To begin with the old rigmarole of childhood. In a country there was
a shire, and in that shire there was a town, and in that town there
was a house, and in that house there was a room, and in that room
there was a bed, and in that bed there lay a little girl; wide awake
and longing to get up, but not daring to do so for fear of the unseen
power in the next room--a certain Betty, whose slumbers must not
be disturbed until six o'clock struck, when she wakened of herself
"as sure as clockwork," and left the household very little peace
afterwards. It was a June morning, and early as it was, the room was
full of sunny warmth and light.

On the drawers opposite to the little white dimity bed in which Molly
Gibson lay, was a primitive kind of bonnet-stand on which was hung a
bonnet, carefully covered over from any chance of dust with a large
cotton handkerchief, of so heavy and serviceable a texture that if
the thing underneath it had been a flimsy fabric of gauze and lace
and flowers, it would have been altogether "scomfished" (again to
quote from Betty's vocabulary).
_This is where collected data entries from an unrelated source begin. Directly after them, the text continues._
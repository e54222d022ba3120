//! fOS DOM - Document Object Model
//!
//! Arena-backed DOM tree with an id index, simple selector queries,
//! focus tracking and a deferred task queue for event-loop turns.

mod attributes;
mod document;
mod dom_events;
mod node;
mod selector;
mod task_queue;
mod tree;

pub use attributes::{Attr, NamedNodeMap};
pub use document::Document;
pub use dom_events::{DomEvent, EventType, Key, Modifiers};
pub use node::{ElementData, Node, NodeData};
pub use selector::Selector;
pub use task_queue::TaskQueue;
pub use tree::{Children, DomTree};

/// Node identifier (index into arena)
#[derive(Debug, Clone, Copy, PartialEq, Eq, Hash, PartialOrd, Ord)]
pub struct NodeId(pub(crate) u32);

impl NodeId {
    /// Root (document) node ID
    pub const ROOT: NodeId = NodeId(0);
    /// Sentinel for "no node"
    pub const NONE: NodeId = NodeId(u32::MAX);

    /// Check that this is not the sentinel
    #[inline]
    pub fn is_valid(&self) -> bool {
        *self != Self::NONE
    }

    /// Arena index
    #[inline]
    pub fn index(&self) -> usize {
        self.0 as usize
    }
}

/// Result type for DOM operations
pub type DomResult<T> = Result<T, DomError>;

/// DOM operation errors
#[derive(Debug, Clone, PartialEq, Eq, thiserror::Error)]
pub enum DomError {
    #[error("Node not found: {0:?}")]
    NotFound(NodeId),

    #[error("Node is not an element: {0:?}")]
    NotAnElement(NodeId),

    #[error("Hierarchy request error")]
    HierarchyRequest,

    #[error("Invalid selector: {0}")]
    InvalidSelector(String),
}
//! Initializer
//!
//! One-shot ARIA wiring of an existing container. Discovers panels and their
//! labels, builds one header per panel and writes the initial state. Nothing
//! here reacts to events.

use std::collections::hash_map::RandomState;
use std::hash::BuildHasher;

use fos_a11y::aria::attr;
use fos_a11y::{AriaRole, TabIndex, aria_bool};
use fos_dom::{Document, DomError, NodeId, Selector};

use crate::controller::{Accordion, AccordionItem, PanelState};
use crate::{AccordionConfig, AccordionResult, ButtonContent, HeaderStrategy};

/// Alphabet of generated container ids
const ID_ALPHABET: &[u8; 32] = b"0123456789abcdefghijklmnopqrstuv";
const ID_LEN: usize = 10;

/// Wire `container` as an accordion
pub(crate) fn initialize(
    doc: &mut Document,
    container: NodeId,
    config: AccordionConfig,
) -> AccordionResult<Accordion> {
    if doc.tree().element(container).is_none() {
        return Err(match doc.tree().get(container) {
            Some(_) => DomError::NotAnElement(container),
            None => DomError::NotFound(container),
        }
        .into());
    }

    let panels_selector = Selector::parse(&config.panels_selector)?;
    let headers_selector = Selector::parse(&config.headers_selector)?;
    let routing = match config.header_strategy {
        HeaderStrategy::Generate => Selector::parse(&config.buttons_selector)?,
        HeaderStrategy::Promote => headers_selector.clone(),
    };

    let container_id = ensure_container_id(doc, container, &config.accordion_prefix_id)?;
    {
        let tree = doc.tree_mut();
        tree.set_attribute(container, attr::ROLE, AriaRole::TabList.as_str())?;
        tree.set_attribute(container, attr::MULTISELECTABLE, aria_bool(config.multiselectable))?;
        tree.add_class(container, &config.prefix_class)?;
    }

    let panels = panels_selector.query_all(doc.tree(), container);
    let mut items = Vec::with_capacity(panels.len());
    let mut opened = Vec::with_capacity(panels.len());

    for (index, panel) in panels.into_iter().enumerate() {
        let Some(label) = headers_selector.query(doc.tree(), panel) else {
            tracing::warn!("Accordion {}: panel {} has no label, skipping", container_id, index);
            continue;
        };

        let header = match config.header_strategy {
            HeaderStrategy::Generate => generate_button(doc, &config, label, panel)?,
            HeaderStrategy::Promote => label,
        };

        let panel_id = match doc.get_attribute(panel, "id") {
            Some(id) if !id.is_empty() => id.to_string(),
            _ => format!("{}-{}", container_id, index),
        };
        let header_id = format!("{}{}", panel_id, config.button_suffix_id);

        let tree = doc.tree_mut();
        tree.add_class(label, &config.header_class())?;

        tree.set_attribute(header, attr::ROLE, AriaRole::Tab.as_str())?;
        tree.set_attribute(header, "id", &header_id)?;
        tree.set_attribute(header, attr::CONTROLS, &panel_id)?;
        tree.add_class(header, &config.button_class_name())?;

        tree.set_attribute(panel, attr::ROLE, AriaRole::TabPanel.as_str())?;
        tree.set_attribute(panel, "id", &panel_id)?;
        tree.set_attribute(panel, attr::LABELLEDBY, &header_id)?;
        tree.add_class(panel, &config.panel_class())?;

        let marked = tree
            .remove_attribute(panel, &config.opened_attribute)?
            .is_some_and(|v| v.trim() == "true");
        opened.push(marked);

        items.push(AccordionItem {
            header,
            panel,
            label,
            header_id,
            panel_id,
        });
    }

    // Without multiselect only the last marked panel may start open
    if !config.multiselectable {
        if let Some(last) = opened.iter().rposition(|&o| o) {
            for (i, o) in opened.iter_mut().enumerate() {
                *o = i == last;
            }
        }
    }

    let roving = config.roving_tabindex;
    let strategy = config.header_strategy;
    let accordion = Accordion::new(container, container_id, config, items, routing);

    for (index, &is_open) in opened.iter().enumerate() {
        accordion.write_state(doc, index, PanelState::from_expanded(is_open))?;
    }
    accordion.write_selection(doc, None)?;

    for (index, header) in accordion.headers().enumerate() {
        let tab_index = if roving {
            TabIndex::roving(index == 0)
        } else if strategy == HeaderStrategy::Promote {
            TabIndex::TAB_STOP
        } else {
            continue;
        };
        doc.set_attribute(header, attr::TABINDEX, &tab_index.as_attr())?;
    }

    tracing::debug!(
        "Initialized accordion {} with {} panels ({} open)",
        accordion.id(),
        accordion.len(),
        opened.iter().filter(|&&o| o).count()
    );
    Ok(accordion)
}

/// Existing container id, or a fresh unique one
fn ensure_container_id(doc: &mut Document, container: NodeId, prefix: &str) -> AccordionResult<String> {
    if let Some(id) = doc.get_attribute(container, "id").filter(|id| !id.is_empty()) {
        return Ok(id.to_string());
    }

    let state = RandomState::new();
    let mut attempt: u32 = 0;
    let id = loop {
        let candidate = format!("{}-{}", prefix, random_suffix(state.hash_one((container, attempt))));
        if doc.get_element_by_id(&candidate).is_none() {
            break candidate;
        }
        attempt += 1;
    };
    doc.set_attribute(container, "id", &id)?;
    Ok(id)
}

/// Ten base-32 digits taken from the low bits of `bits`
fn random_suffix(mut bits: u64) -> String {
    let mut out = String::with_capacity(ID_LEN);
    for _ in 0..ID_LEN {
        out.push(ID_ALPHABET[(bits & 0x1f) as usize] as char);
        bits >>= 5;
    }
    out
}

/// Create the header button for `panel` and insert it right before it
fn generate_button(
    doc: &mut Document,
    config: &AccordionConfig,
    label: NodeId,
    panel: NodeId,
) -> AccordionResult<NodeId> {
    let tree = doc.tree_mut();
    let parent = tree.parent(panel).ok_or(DomError::NotFound(panel))?;

    let button = tree.create_element("button");
    tree.set_attribute(button, "type", "button")?;
    tree.add_class(button, &config.button_class)?;

    match config.buttons_generated_content {
        ButtonContent::Text => {
            let text = tree.text_content(label);
            let node = tree.create_text(&text);
            tree.append_child(button, node)?;
        }
        ButtonContent::Html => tree.clone_children_into(label, button)?,
    }

    tree.insert_before(parent, button, Some(panel))?;
    Ok(button)
}

#[cfg(test)]
mod tests {
    use super::*;
    use fos_a11y::parse_aria_bool;

    fn panel_markup(doc: &mut Document, container: NodeId, label: &str, opened: bool) -> NodeId {
        let tree = doc.tree_mut();
        let panel = tree.create_element("div");
        tree.set_attribute(panel, "class", "js-accordion__panel").unwrap();
        if opened {
            tree.set_attribute(panel, "data-accordion-opened", "true").unwrap();
        }
        let title = tree.create_element("h2");
        tree.set_attribute(title, "class", "js-accordion__header").unwrap();
        let em = tree.create_element("em");
        let text = tree.create_text(label);
        tree.append_child(em, text).unwrap();
        tree.append_child(title, em).unwrap();
        tree.append_child(panel, title).unwrap();
        tree.append_child(container, panel).unwrap();
        panel
    }

    fn fixture(opened: &[bool]) -> (Document, NodeId) {
        let mut doc = Document::default();
        let body = doc.body();
        let container = doc.tree_mut().create_element("div");
        doc.tree_mut().append_child(body, container).unwrap();
        for (i, &o) in opened.iter().enumerate() {
            panel_markup(&mut doc, container, &format!("Section {}", i), o);
        }
        (doc, container)
    }

    fn expanded(doc: &Document, node: NodeId) -> Option<bool> {
        doc.get_attribute(node, attr::EXPANDED).and_then(parse_aria_bool)
    }

    #[test]
    fn test_random_suffix_shape() {
        let suffix = random_suffix(u64::MAX);
        assert_eq!(suffix.len(), ID_LEN);
        assert_eq!(suffix, "vvvvvvvvvv");
        assert_eq!(random_suffix(0), "0000000000");
    }

    #[test]
    fn test_container_wiring() {
        let (mut doc, container) = fixture(&[false, false]);
        let accordion = initialize(&mut doc, container, AccordionConfig::default()).unwrap();

        assert_eq!(doc.get_attribute(container, "role"), Some("tablist"));
        assert_eq!(doc.get_attribute(container, attr::MULTISELECTABLE), Some("true"));
        assert!(doc.tree().has_class(container, "accordion"));

        let id = accordion.id();
        assert!(id.starts_with("accordion-"));
        assert_eq!(id.len(), "accordion-".len() + ID_LEN);
        assert_eq!(doc.get_element_by_id(id), Some(container));
    }

    #[test]
    fn test_existing_ids_are_kept() {
        let (mut doc, container) = fixture(&[false, false]);
        doc.set_attribute(container, "id", "faq").unwrap();
        let second_panel = doc.tree().children(container).nth(1).unwrap();
        doc.set_attribute(second_panel, "id", "shipping").unwrap();

        let accordion = initialize(&mut doc, container, AccordionConfig::default()).unwrap();
        let items = accordion.items();

        assert_eq!(accordion.id(), "faq");
        assert_eq!(items[0].panel_id, "faq-0");
        assert_eq!(items[0].header_id, "faq-0_tab");
        assert_eq!(items[1].panel_id, "shipping");
        assert_eq!(items[1].header_id, "shipping_tab");
        assert_eq!(doc.get_attribute(items[1].panel, attr::LABELLEDBY), Some("shipping_tab"));
        assert_eq!(doc.get_attribute(items[1].header, attr::CONTROLS), Some("shipping"));
    }

    #[test]
    fn test_generated_button_precedes_panel() {
        let (mut doc, container) = fixture(&[false]);
        let accordion = initialize(&mut doc, container, AccordionConfig::default()).unwrap();
        let item = &accordion.items()[0];
        let tree = doc.tree();

        let children: Vec<_> = tree.children(container).collect();
        assert_eq!(children, vec![item.header, item.panel]);
        assert_eq!(tree.tag_name(item.header), Some("button"));
        assert_eq!(tree.get_attribute(item.header, "type"), Some("button"));
        assert!(tree.has_class(item.header, "js-accordion__header"));
        assert!(tree.has_class(item.header, "accordion__header"));
        assert!(tree.has_class(item.label, "accordion__title"));
        assert!(tree.has_class(item.panel, "accordion__panel"));
        assert_eq!(tree.inner_html(item.header), "Section 0");
    }

    #[test]
    fn test_html_content_is_copied() {
        let (mut doc, container) = fixture(&[false]);
        let config = AccordionConfig {
            buttons_generated_content: ButtonContent::Html,
            ..Default::default()
        };
        let accordion = initialize(&mut doc, container, config).unwrap();
        let item = &accordion.items()[0];

        assert_eq!(doc.tree().inner_html(item.header), "<em>Section 0</em>");
        // The label keeps its own content
        assert_eq!(doc.tree().inner_html(item.label), "<em>Section 0</em>");
    }

    #[test]
    fn test_initial_state_and_roving() {
        let (mut doc, container) = fixture(&[false, true, false]);
        let accordion = initialize(&mut doc, container, AccordionConfig::default()).unwrap();

        let states: Vec<_> = accordion.headers().map(|h| expanded(&doc, h)).collect();
        assert_eq!(states, [Some(false), Some(true), Some(false)]);

        for item in accordion.items() {
            assert_eq!(doc.get_attribute(item.header, attr::SELECTED), Some("false"));
            assert!(!doc.tree().has_attribute(item.panel, "data-accordion-opened"));
        }
        assert_eq!(doc.get_attribute(accordion.items()[1].panel, attr::HIDDEN), Some("false"));

        let tab_stops: Vec<_> = accordion
            .headers()
            .map(|h| doc.get_attribute(h, attr::TABINDEX).unwrap_or_default().to_string())
            .collect();
        assert_eq!(tab_stops, ["0", "-1", "-1"]);
    }

    #[test]
    fn test_single_select_keeps_last_opened() {
        let (mut doc, container) = fixture(&[true, false, true]);
        let config = AccordionConfig {
            multiselectable: false,
            ..Default::default()
        };
        let accordion = initialize(&mut doc, container, config).unwrap();

        assert_eq!(accordion.expanded_indices(&doc), vec![2]);
        assert_eq!(doc.get_attribute(container, attr::MULTISELECTABLE), Some("false"));
    }

    #[test]
    fn test_opened_marker_must_be_true() {
        let (mut doc, container) = fixture(&[false]);
        let panel = doc.tree().children(container).next().unwrap();
        doc.set_attribute(panel, "data-accordion-opened", "false").unwrap();

        let accordion = initialize(&mut doc, container, AccordionConfig::default()).unwrap();
        assert!(accordion.expanded_indices(&doc).is_empty());
        assert!(!doc.tree().has_attribute(panel, "data-accordion-opened"));
    }

    #[test]
    fn test_unlabelled_panel_is_skipped() {
        let (mut doc, container) = fixture(&[false, false]);
        let bare = doc.tree_mut().create_element("div");
        doc.tree_mut().set_attribute(bare, "class", "js-accordion__panel").unwrap();
        let first = doc.tree().children(container).next();
        doc.tree_mut().insert_before(container, bare, first).unwrap();

        let accordion = initialize(&mut doc, container, AccordionConfig::default()).unwrap();
        assert_eq!(accordion.len(), 2);
        assert_eq!(doc.get_attribute(bare, "role"), None);
        // Ids keep the panel's position among all panels
        assert!(accordion.items()[0].panel_id.ends_with("-1"));
    }

    #[test]
    fn test_promote_strategy() {
        let (mut doc, container) = fixture(&[false, false]);
        let config = AccordionConfig {
            header_strategy: HeaderStrategy::Promote,
            ..Default::default()
        };
        let accordion = initialize(&mut doc, container, config).unwrap();

        for item in accordion.items() {
            assert_eq!(item.header, item.label);
            assert_eq!(doc.tree().tag_name(item.header), Some("h2"));
            assert_eq!(doc.get_attribute(item.header, "role"), Some("tab"));
        }
        // No buttons were created
        assert_eq!(doc.tree().children(container).count(), 2);
    }

    #[test]
    fn test_promote_without_roving_keeps_headers_focusable() {
        let (mut doc, container) = fixture(&[false, false]);
        let config = AccordionConfig {
            header_strategy: HeaderStrategy::Promote,
            roving_tabindex: false,
            ..Default::default()
        };
        let accordion = initialize(&mut doc, container, config).unwrap();

        for header in accordion.headers() {
            assert_eq!(doc.get_attribute(header, attr::TABINDEX), Some("0"));
        }
    }

    #[test]
    fn test_invalid_selector_is_an_error() {
        let (mut doc, container) = fixture(&[false]);
        let config = AccordionConfig {
            panels_selector: "div >".to_string(),
            ..Default::default()
        };
        assert!(initialize(&mut doc, container, config).is_err());
    }

    #[test]
    fn test_text_container_is_rejected() {
        let mut doc = Document::default();
        let text = doc.tree_mut().create_text("not a container");
        let err = initialize(&mut doc, text, AccordionConfig::default()).unwrap_err();
        assert!(matches!(err, crate::AccordionError::Dom(DomError::NotAnElement(_))));
    }
}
But the bonnet was made of solid
straw, and its only trimming was a plain white ribbon put over the
crown, and forming the strings. Still, there was a neat little
quilling inside, every plait of which Molly knew, for had she not
made it herself the evening before, with infinite pains? and was
there not a little blue bow in this quilling, the very first bit of
such finery Molly had ever had the prospect of wearing?